Hillary Clinton Aides Reportedly Emailed Her From Personal Accounts

Details of Clinton's emails released Monday show that some of her aides' messages about Benghazi came from their personal email accounts, the New York Times reported. Clinton earlier said the "vast majority" of her emails were sent to official accounts at the State Department so the records would be "captured and preserved."

Hillary Clinton's top aides used their personal email accounts to correspond with her about the attack in Benghazi while she was secretary of state, the New York Times reported Monday.

That detail comes after Clinton, earlier this month, held a news conference to address questions about her use of her personal email account to conduct official business while she was in office. During that event, she said "vast majority of my work emails went to government employees at their government addresses, which meant they were captured and preserved immediately on the system at the State Department."

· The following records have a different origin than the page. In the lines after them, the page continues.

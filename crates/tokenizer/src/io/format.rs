//! Format definitions for model serialization.
//!
//! A trained word model is stored as two files sharing a prefix:
//! `<prefix>.model`, a JSON document holding everything needed to rebuild
//! the tokenizer, and `<prefix>.vocab`, a human-readable `piece<TAB>score`
//! listing in ID order.

use serde::{Deserialize, Serialize};
use std::ffi::OsString;
use std::path::{Path, PathBuf};
use wordvocab_core::{NormalizerConfig, Piece, TrainerConfig};

/// Extension of the JSON model file.
pub const MODEL_EXTENSION: &str = "model";

/// Extension of the plain-text vocabulary listing.
pub const VOCAB_EXTENSION: &str = "vocab";

/// Complete model serialization format.
#[derive(Debug, Clone, Serialize, Deserialize)]
pub struct SerializedModel {
    /// Format version
    pub version: String,
    /// Configuration the model was trained with
    pub trainer: TrainerConfig,
    /// Normalization applied to text before encoding
    pub normalizer: NormalizerConfig,
    /// Pieces in ID order
    pub pieces: Vec<Piece>,
}

/// Append `.{extension}` to a model prefix.
///
/// The prefix may itself contain dots, so this never replaces an existing
/// extension.
pub fn prefixed_path(prefix: &Path, extension: &str) -> PathBuf {
    let mut name = OsString::from(prefix.as_os_str());
    name.push(".");
    name.push(extension);
    PathBuf::from(name)
}

#[cfg(test)]
mod tests {
    use super::*;
    use wordvocab_core::PieceKind;

    #[test]
    fn test_prefixed_path_keeps_dots() {
        let path = prefixed_path(Path::new("out/word.v2"), MODEL_EXTENSION);
        assert_eq!(path, PathBuf::from("out/word.v2.model"));
    }

    #[test]
    fn test_piece_kind_wire_names() {
        let piece = Piece {
            piece: "<mask>".into(),
            score: 0.0,
            kind: PieceKind::UserDefined,
        };
        let json = serde_json::to_string(&piece).unwrap();
        assert_eq!(json, r#"{"piece":"<mask>","score":0.0,"kind":"user_defined"}"#);
    }
}
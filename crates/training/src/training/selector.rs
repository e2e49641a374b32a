//! Vocabulary selection.
//!
//! Turns a completed [`FrequencyTable`] into the scored, truncated
//! [`VocabularyList`]: words are ranked by descending frequency, ties are
//! broken by ascending byte order of the word, words containing the unknown
//! marker are dropped, and each survivor is scored with its natural-log
//! relative frequency.

use super::counter::{total_frequency, FrequencyTable};
use compact_str::CompactString;
use std::cmp::Ordering;
use wordvocab_core::{Result, TokenizerError, TrainerConfig, VocabularyEntry, VocabularyList};

/// A word competing for a vocabulary slot.
#[derive(Debug, Clone, PartialEq, Eq)]
struct WordCandidate<'t> {
    word: &'t CompactString,
    count: u64,
}

// Higher count first, then lexicographically smaller word first.
impl Ord for WordCandidate<'_> {
    fn cmp(&self, other: &Self) -> Ordering {
        other
            .count
            .cmp(&self.count)
            .then_with(|| self.word.as_bytes().cmp(other.word.as_bytes()))
    }
}

impl PartialOrd for WordCandidate<'_> {
    fn partial_cmp(&self, other: &Self) -> Option<Ordering> {
        Some(self.cmp(other))
    }
}

/// One-shot selector producing the learned vocabulary.
///
/// `select` consumes the selector, so the list it fills is always empty
/// when selection starts and is never appended to afterwards.
#[derive(Debug)]
pub struct VocabularySelector<'a> {
    /// Number of words to keep
    target_size: usize,
    /// Words containing this substring are never selected
    unk_marker: &'a str,
    /// Entries collected so far
    selected: Vec<VocabularyEntry>,
}

impl<'a> VocabularySelector<'a> {
    /// Create a selector keeping at most `target_size` words.
    pub fn new(target_size: usize, unk_marker: &'a str) -> Self {
        Self {
            target_size,
            unk_marker,
            selected: Vec::new(),
        }
    }

    /// Create a selector sized by the configuration's meta symbols.
    pub fn from_config(config: &'a TrainerConfig) -> Result<Self> {
        Ok(Self::new(config.target_size()?, &config.unk_piece))
    }

    /// Rank, filter, truncate and score the table.
    ///
    /// Fails with [`TokenizerError::EmptyCorpus`] when the table holds no
    /// occurrences, since no score can be computed.
    pub fn select(mut self, table: &FrequencyTable) -> Result<VocabularyList> {
        let total = total_frequency(table);
        if total == 0 {
            return Err(TokenizerError::EmptyCorpus);
        }
        let log_total = (total as f64).ln();

        let mut candidates: Vec<WordCandidate<'_>> = table
            .iter()
            .filter(|(_, &count)| count > 0)
            .map(|(word, &count)| WordCandidate { word, count })
            .collect();
        candidates.sort_unstable();

        self.selected.reserve(self.target_size.min(candidates.len()));
        let mut skipped = 0usize;

        for candidate in candidates {
            if self.selected.len() == self.target_size {
                break;
            }
            if candidate.word.contains(self.unk_marker) {
                skipped += 1;
                continue;
            }
            let score = (candidate.count as f64).ln() - log_total;
            self.selected
                .push(VocabularyEntry::new(candidate.word.clone(), score));
        }

        if skipped > 0 {
            tracing::debug!(
                skipped,
                marker = self.unk_marker,
                "Dropped words containing the unknown marker"
            );
        }

        Ok(VocabularyList::new(self.selected))
    }
}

Critics said the likely presidential contender's use of her personal email account may prevent official records from becoming public. Clinton's email was run from its own server out of her New York state home, and she has said that she deleted thousands of emails she deemed personal.

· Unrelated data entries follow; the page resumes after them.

//! Encode command implementation.

use clap::Parser;
use std::path::PathBuf;

/// Encode command arguments.
#[derive(Parser)]
pub struct EncodeCommand {
    /// Path to the trained `.model` file
    #[arg(short, long)]
    pub model: PathBuf,

    /// Text to encode ("-" reads stdin)
    #[arg(short, long)]
    pub input: String,

    /// Add special tokens (BOS, EOS)
    #[arg(short, long, default_value_t = false)]
    pub special_tokens: bool,

    /// Print pieces instead of IDs
    #[arg(short, long, default_value_t = false)]
    pub pieces: bool,

    /// Output file (stdout if not specified)
    #[arg(short, long)]
    pub output: Option<String>,
}

use anyhow::Result as AnyhowResult;
use wordvocab_tokenizer::Tokenizer;

pub fn run(cmd: EncodeCommand) -> AnyhowResult<()> {
    let tokenizer = Tokenizer::load(&cmd.model)?;

    // Read input text (from stdin if "-")
    let input_text = if cmd.input == "-" {
        use std::io::Read;
        let mut buffer = String::new();
        std::io::stdin().read_to_string(&mut buffer)?;
        buffer
    } else {
        cmd.input
    };

    let encoding = tokenizer.encode(&input_text, cmd.special_tokens);

    let output = if cmd.pieces {
        encoding.pieces.join(" ")
    } else {
        let ids: Vec<String> = encoding.ids.iter().map(|id| id.to_string()).collect();
        ids.join(" ")
    };

    match &cmd.output {
        Some(path) => {
            std::fs::write(path, &output)?;
            println!("Encoded {} pieces to {}", encoding.len(), path);
        }
        None => {
            println!("{}", output);
        }
    }

    Ok(())
}
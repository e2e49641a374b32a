//! Load functionality for trained word models.

use super::format::SerializedModel;
use std::fs::File;
use std::io::BufReader;
use std::path::Path;
use wordvocab_core::{NormalizerConfig, Result, TokenizerError, Vocabulary};

/// Model loader - handles loading trained models.
pub struct ModelLoader;

impl ModelLoader {
    /// Load a `<prefix>.model` file.
    ///
    /// # Arguments
    /// * `path` - Path of the `.model` file
    pub fn load(path: &Path) -> Result<(Vocabulary, NormalizerConfig)> {
        let file = File::open(path).map_err(|e| {
            TokenizerError::Load(format!("Failed to open file {}: {}", path.display(), e))
        })?;

        let reader = BufReader::new(file);
        let serialized: SerializedModel = serde_json::from_reader(reader)
            .map_err(|e| TokenizerError::Load(format!("Failed to deserialize model: {}", e)))?;

        Self::deserialize(serialized)
    }

    /// Rebuild the vocabulary from a serialized structure.
    fn deserialize(data: SerializedModel) -> Result<(Vocabulary, NormalizerConfig)> {
        let vocab = Vocabulary::from_pieces(
            data.pieces,
            &data.trainer.bos_piece,
            &data.trainer.eos_piece,
        )
        .map_err(|e| TokenizerError::Load(format!("Invalid piece table: {}", e)))?;

        Ok((vocab, data.normalizer))
    }
}

#[cfg(test)]
mod tests {
    use super::*;
    use crate::io::save::ModelSaver;
    use wordvocab_core::{
        ModelWriter, PieceKind, TrainerConfig, VocabularyEntry, VocabularyList,
    };

    #[test]
    fn test_load_roundtrip() {
        let dir = std::env::temp_dir().join("wordvocab_test_load");
        let saver = ModelSaver::new(dir.join("word")).unwrap();

        let trainer = TrainerConfig::builder()
            .user_defined_symbol("<mask>")
            .build()
            .unwrap();
        let normalizer = NormalizerConfig {
            add_dummy_prefix: false,
            ..Default::default()
        };
        let learned = VocabularyList::new(vec![
            VocabularyEntry::new("hello", -0.7),
            VocabularyEntry::new("world", -0.9),
        ]);
        saver.write(&trainer, &normalizer, &learned).unwrap();

        let (vocab, loaded_normalizer) = ModelLoader::load(&saver.model_path()).unwrap();

        assert_eq!(vocab.len(), 6);
        assert_eq!(vocab.special.unk, 0);
        assert_eq!(vocab.special.eos, Some(2));
        assert_eq!(vocab.get_id("world"), Some(5));
        assert_eq!(vocab.get_piece(3).unwrap().kind, PieceKind::UserDefined);
        assert!((vocab.get_piece(4).unwrap().score + 0.7).abs() < 1e-12);
        assert_eq!(loaded_normalizer, normalizer);

        std::fs::remove_dir_all(dir).ok();
    }

    #[test]
    fn test_load_missing_file() {
        let path = std::env::temp_dir().join("wordvocab_test_load_missing.model");
        assert!(matches!(
            ModelLoader::load(&path),
            Err(TokenizerError::Load(_))
        ));
    }

    #[test]
    fn test_load_rejects_garbage() {
        let path = std::env::temp_dir().join("wordvocab_test_load_garbage.model");
        std::fs::write(&path, "not json").unwrap();
        assert!(matches!(
            ModelLoader::load(&path),
            Err(TokenizerError::Load(_))
        ));
        std::fs::remove_file(path).ok();
    }
}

About 300 emails have been turned over to the congressional committee investigating the Benghazi attack, the New York Times reported. Some of those emails, according to people who saw them and described them to the Times, showed Clinton and her staff reacting as the Obama administration's explanation of what happened in Benghazi changed from a "spontaneous" attack — as then-United Nations Ambassador Susan Rice called it — to a planned act of terrorism.

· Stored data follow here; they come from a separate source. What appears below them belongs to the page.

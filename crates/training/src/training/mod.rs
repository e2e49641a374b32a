//! Training infrastructure for word-level vocabularies.
//!
//! This module provides word counting, vocabulary selection and the
//! trainer that runs them in sequence.

pub mod counter;
pub mod selector;
pub mod trainer;

pub use counter::{total_frequency, FrequencyTable, WordCounter};
pub use selector::VocabularySelector;
pub use trainer::WordTrainer;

Jake Sullivan, Clinton's foreign policy adviser, kept her updated on the developments, the Times reported:

Two weeks after that first email assessing Ms. Rice's appearance, Mr. Sullivan sent Mrs. Clinton a very different email. This time, he appeared to reassure the secretary of state that she had avoided the problems Ms. Rice was confronting. He told Mrs. Clinton that he had reviewed her public remarks since the attack and that she had avoided the language that had landed Ms. Rice in trouble.

"You never said 'spontaneous' or characterized their motivations," Mr. Sullivan wrote.